The Freshman Dean's Office (FDO) is experiencing significant staff turnover in the next few months. D.E. Lorraine Sterritt and Sarah B. Drummond, both Associate Deans of Freshmen, will be leaving at the end of the semester. The need for new personnel presents the office with the opportunity to rethink its current structure and, by extension, its approach to first-year issues. In particular, the FDO should make first-year advising its first priority.
One of the expected vacancies has already been filled. Rory A.W. Browne, the Associate Secretary to the University in the Office of Governing Boards (who has also served as overseer and executive board member of Zoo New England), will replace Sterritt starting June 30. Browne's record of designing a first-year advising system at Yale, as well as his experience as a non-resident advisor and as an Allston Burr senior tutor in Quincy House, suggests that he will be receptive to first-years' advising concerns. Indeed, Browne has already expressed interest in increasing the advisor-student ratio.

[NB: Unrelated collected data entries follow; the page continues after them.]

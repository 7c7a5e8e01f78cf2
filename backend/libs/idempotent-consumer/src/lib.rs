//! Idempotency layer absorbing duplicate event deliveries.
//!
//! Each consumer records the `(event_id, service_name)` pairs it has
//! applied; at-least-once delivery from the bus then collapses to
//! effectively-once side effects. The record can live in the consumer's
//! relational database (write-side services) or in the document store
//! (read-side services); both backends rely on a unique key so concurrent
//! duplicates race on the insert, not on application code.

use std::future::Future;

use async_trait::async_trait;
use tracing::{debug, warn};

mod error;
mod mongo;
mod mysql;

pub use error::{IdempotencyError, IdempotencyResult};
pub use mongo::MongoProcessedEventStore;
pub use mysql::MySqlProcessedEventStore;

/// Persistent set of processed `(event_id, service_name)` pairs.
#[async_trait]
pub trait ProcessedEventStore: Send + Sync {
    async fn is_processed(&self, event_id: &str, service_name: &str) -> IdempotencyResult<bool>;

    /// Record the pair. Returns `false` when it already existed: the
    /// unique-key collision is the race guard, so the caller treats that
    /// as a successful no-op.
    async fn mark_processed(&self, event_id: &str, service_name: &str)
        -> IdempotencyResult<bool>;
}

/// Result of running a handler through the guard.
#[derive(Debug, Clone, PartialEq, Eq)]
pub enum ProcessingResult {
    /// The handler ran and the event was recorded.
    Applied,
    /// The event had already been processed by this service.
    AlreadyProcessed,
    /// The handler failed; the event stays unrecorded so redelivery
    /// retries it.
    Failed(String),
}

/// Wraps a handler with the processed-event check for one consumer.
pub struct IdempotencyGuard<S> {
    store: S,
    service_name: String,
}

impl<S: ProcessedEventStore> IdempotencyGuard<S> {
    pub fn new(store: S, service_name: impl Into<String>) -> Self {
        Self {
            store,
            service_name: service_name.into(),
        }
    }

    pub fn service_name(&self) -> &str {
        &self.service_name
    }

    /// Run `process` unless the event was already applied, then record it.
    pub async fn process_if_new<F, Fut>(
        &self,
        event_id: &str,
        process: F,
    ) -> IdempotencyResult<ProcessingResult>
    where
        F: FnOnce() -> Fut,
        Fut: Future<Output = anyhow::Result<()>>,
    {
        validate_event_id(event_id)?;

        if self.store.is_processed(event_id, &self.service_name).await? {
            debug!(event_id = %event_id, service = %self.service_name, "duplicate event skipped");
            return Ok(ProcessingResult::AlreadyProcessed);
        }

        match process().await {
            Ok(()) => {
                self.store
                    .mark_processed(event_id, &self.service_name)
                    .await?;
                Ok(ProcessingResult::Applied)
            }
            Err(e) => {
                warn!(
                    event_id = %event_id,
                    service = %self.service_name,
                    error = ?e,
                    "event processing failed"
                );
                Ok(ProcessingResult::Failed(e.to_string()))
            }
        }
    }
}

fn validate_event_id(event_id: &str) -> IdempotencyResult<()> {
    if event_id.is_empty() {
        return Err(IdempotencyError::InvalidEventId(
            "event id cannot be empty".to_string(),
        ));
    }
    if event_id.len() > 255 {
        return Err(IdempotencyError::InvalidEventId(format!(
            "event id too long: {} characters (max 255)",
            event_id.len()
        )));
    }
    Ok(())
}

#[cfg(test)]
mod tests {
    use super::*;
    use std::collections::HashSet;
    use std::sync::atomic::{AtomicU32, Ordering};
    use std::sync::Mutex;

    #[derive(Default)]
    struct MemoryStore {
        seen: Mutex<HashSet<(String, String)>>,
    }

    #[async_trait]
    impl ProcessedEventStore for MemoryStore {
        async fn is_processed(
            &self,
            event_id: &str,
            service_name: &str,
        ) -> IdempotencyResult<bool> {
            Ok(self
                .seen
                .lock()
                .unwrap()
                .contains(&(event_id.to_string(), service_name.to_string())))
        }

        async fn mark_processed(
            &self,
            event_id: &str,
            service_name: &str,
        ) -> IdempotencyResult<bool> {
            Ok(self
                .seen
                .lock()
                .unwrap()
                .insert((event_id.to_string(), service_name.to_string())))
        }
    }

    #[tokio::test]
    async fn duplicate_delivery_is_absorbed() {
        let guard = IdempotencyGuard::new(MemoryStore::default(), "query-consumer");
        let applied = AtomicU32::new(0);

        let first = guard
            .process_if_new("evt-1", || async {
                applied.fetch_add(1, Ordering::SeqCst);
                Ok(())
            })
            .await
            .unwrap();
        let second = guard
            .process_if_new("evt-1", || async {
                applied.fetch_add(1, Ordering::SeqCst);
                Ok(())
            })
            .await
            .unwrap();

        assert_eq!(first, ProcessingResult::Applied);
        assert_eq!(second, ProcessingResult::AlreadyProcessed);
        assert_eq!(applied.load(Ordering::SeqCst), 1);
    }

    #[tokio::test]
    async fn same_event_different_services_both_apply() {
        let store = MemoryStore::default();
        assert!(store.mark_processed("evt-1", "query-consumer").await.unwrap());
        assert!(store.mark_processed("evt-1", "product-service").await.unwrap());
        assert!(!store.mark_processed("evt-1", "query-consumer").await.unwrap());
    }

    #[tokio::test]
    async fn failed_handler_leaves_event_unrecorded() {
        let guard = IdempotencyGuard::new(MemoryStore::default(), "query-consumer");

        let result = guard
            .process_if_new("evt-2", || async { anyhow::bail!("projection unavailable") })
            .await
            .unwrap();
        assert!(matches!(result, ProcessingResult::Failed(_)));

        // Redelivery runs the handler again.
        let result = guard
            .process_if_new("evt-2", || async { Ok(()) })
            .await
            .unwrap();
        assert_eq!(result, ProcessingResult::Applied);
    }

    #[tokio::test]
    async fn invalid_event_ids_are_rejected() {
        let guard = IdempotencyGuard::new(MemoryStore::default(), "query-consumer");

        let err = guard.process_if_new("", || async { Ok(()) }).await;
        assert!(matches!(err, Err(IdempotencyError::InvalidEventId(_))));

        let long_id = "x".repeat(256);
        let err = guard.process_if_new(&long_id, || async { Ok(()) }).await;
        assert!(matches!(err, Err(IdempotencyError::InvalidEventId(_))));
    }
}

Although Browne has correctly put a finger on the first step to improving first-year advising, increasing the ratio is just the first of several improvements the FDO should implement. Currently, the majority of first-years are advised by their proctors. These proctors do not often share the same academic interests as their proctees, but they do live in the same entryway as the students they advise.
The first-year advising system should make use of proctors' strengths and make up for their weaknesses: proctors in charge of more than 20 students could better serve as overseers of college life if they were not also individually-assigned resources for students' academic-related issues as well. Separating the roles of proctor and academic advisor and recruiting more non-resident academic advisors, particularly those with expertise in areas in which the students have expressed interest, are two ways the FDO can make a clear improvement to the quality of first-year academic life.

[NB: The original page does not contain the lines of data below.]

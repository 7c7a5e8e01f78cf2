use std::sync::Arc;

use actix_cors::Cors;
use actix_web::{web, App, HttpServer};
use db_pool::{create_pool, DbConfig};
use kafka_bus::EventProducer;
use order_service::db::OrderRepository;
use order_service::services::OrderService;
use order_service::{handlers, schema};
use service_config::Config;
use tokio::sync::broadcast;
use tracing_subscriber::{layer::SubscriberExt, util::SubscriberInitExt};
use transactional_outbox::{BusOutboxPublisher, MySqlOutboxRepository, OutboxDispatcher};

async fn shutdown_signal() {
    #[cfg(unix)]
    {
        use tokio::signal::unix::{signal, SignalKind};

        let mut terminate =
            signal(SignalKind::terminate()).expect("Failed to install SIGTERM handler");

        tokio::select! {
            _ = tokio::signal::ctrl_c() => {},
            _ = terminate.recv() => {},
        }
    }

    #[cfg(not(unix))]
    {
        tokio::signal::ctrl_c()
            .await
            .expect("Failed to install Ctrl+C handler");
    }
}

#[actix_web::main]
async fn main() -> std::io::Result<()> {
    tracing_subscriber::registry()
        .with(
            tracing_subscriber::EnvFilter::try_from_default_env()
                .unwrap_or_else(|_| "info,sqlx=warn".into()),
        )
        .with(tracing_subscriber::fmt::layer())
        .init();

    let config = match Config::from_env() {
        Ok(cfg) => cfg,
        Err(e) => {
            tracing::error!("configuration loading failed: {e}");
            std::process::exit(1);
        }
    };

    tracing::info!(
        service = %config.service_name,
        "starting order-service v{}",
        env!("CARGO_PKG_VERSION")
    );

    let db_config = DbConfig::new(&config.service_name, &config.mysql_dsn);
    db_config.log_config();
    let pool = match create_pool(db_config).await {
        Ok(pool) => pool,
        Err(e) => {
            tracing::error!("database pool creation failed: {e}");
            std::process::exit(1);
        }
    };

    if let Err(e) = schema::ensure_tables(&pool).await {
        tracing::error!("schema bootstrap failed: {e}");
        std::process::exit(1);
    }

    let producer = match EventProducer::new(&config.brokers()) {
        Ok(producer) => Arc::new(producer),
        Err(e) => {
            tracing::error!("kafka producer creation failed: {e}");
            std::process::exit(1);
        }
    };

    let poll_interval = match config.poll_interval() {
        Ok(interval) => interval,
        Err(e) => {
            tracing::error!("invalid outbox poll interval: {e}");
            std::process::exit(1);
        }
    };

    let outbox = Arc::new(MySqlOutboxRepository::new(pool.clone()));
    let dispatcher = OutboxDispatcher::new(
        outbox.clone(),
        Arc::new(BusOutboxPublisher::new(producer.clone())),
        poll_interval,
    );

    let order_service = web::Data::new(OrderService::new(pool.clone(), outbox.clone()));
    let order_repo = web::Data::new(OrderRepository::new(pool.clone()));

    let (shutdown_tx, _) = broadcast::channel::<()>(1);

    let bind_address = format!("0.0.0.0:{}", config.port);
    tracing::info!("starting HTTP server at {bind_address}");

    let server = HttpServer::new(move || {
        App::new()
            .app_data(order_service.clone())
            .app_data(order_repo.clone())
            .wrap(Cors::default().allow_any_origin().allow_any_method().allow_any_header())
            .wrap(tracing_actix_web::TracingLogger::default())
            .route("/healthz", web::get().to(handlers::health))
            .service(
                web::scope("/orders")
                    .route("", web::post().to(handlers::create_order))
                    .route("", web::get().to(handlers::list_orders))
                    .route("/{id}", web::get().to(handlers::get_order))
                    .route("/{id}/pay", web::post().to(handlers::pay_order))
                    .route("/{id}/cancel", web::post().to(handlers::cancel_order)),
            )
    })
    .bind(&bind_address)?
    .run();
    let server_handle = server.handle();

    let dispatcher_shutdown = shutdown_tx.subscribe();
    let dispatcher_task =
        tokio::spawn(async move { dispatcher.run(dispatcher_shutdown).await });
    let mut server_task = tokio::spawn(server);

    tokio::select! {
        _ = shutdown_signal() => {
            tracing::info!("shutdown signal received");
            let _ = shutdown_tx.send(());
            server_handle.stop(true).await;
            let _ = (&mut server_task).await;
        }
        result = &mut server_task => {
            tracing::error!("HTTP server exited unexpectedly: {result:?}");
            let _ = shutdown_tx.send(());
        }
    }

    if let Err(e) = dispatcher_task.await {
        tracing::error!("dispatcher task join error: {e}");
    }
    producer.close();

    tracing::info!("order-service stopped");
    Ok(())
}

Students face tough choices during their first year: They must select courses, decide about advanced standing, pick a concentration, find a blocking group--all the while adjusting to the challenges and rigors of college life. The FDO should be a place to which first-years feel they can turn for help with these difficult choices.
This next year, the FDO is replacing half of their staff dedicated to helping introduce first-year students to college life. We hope that the FDO uses this period of transition to make significant improvements in first-year advising.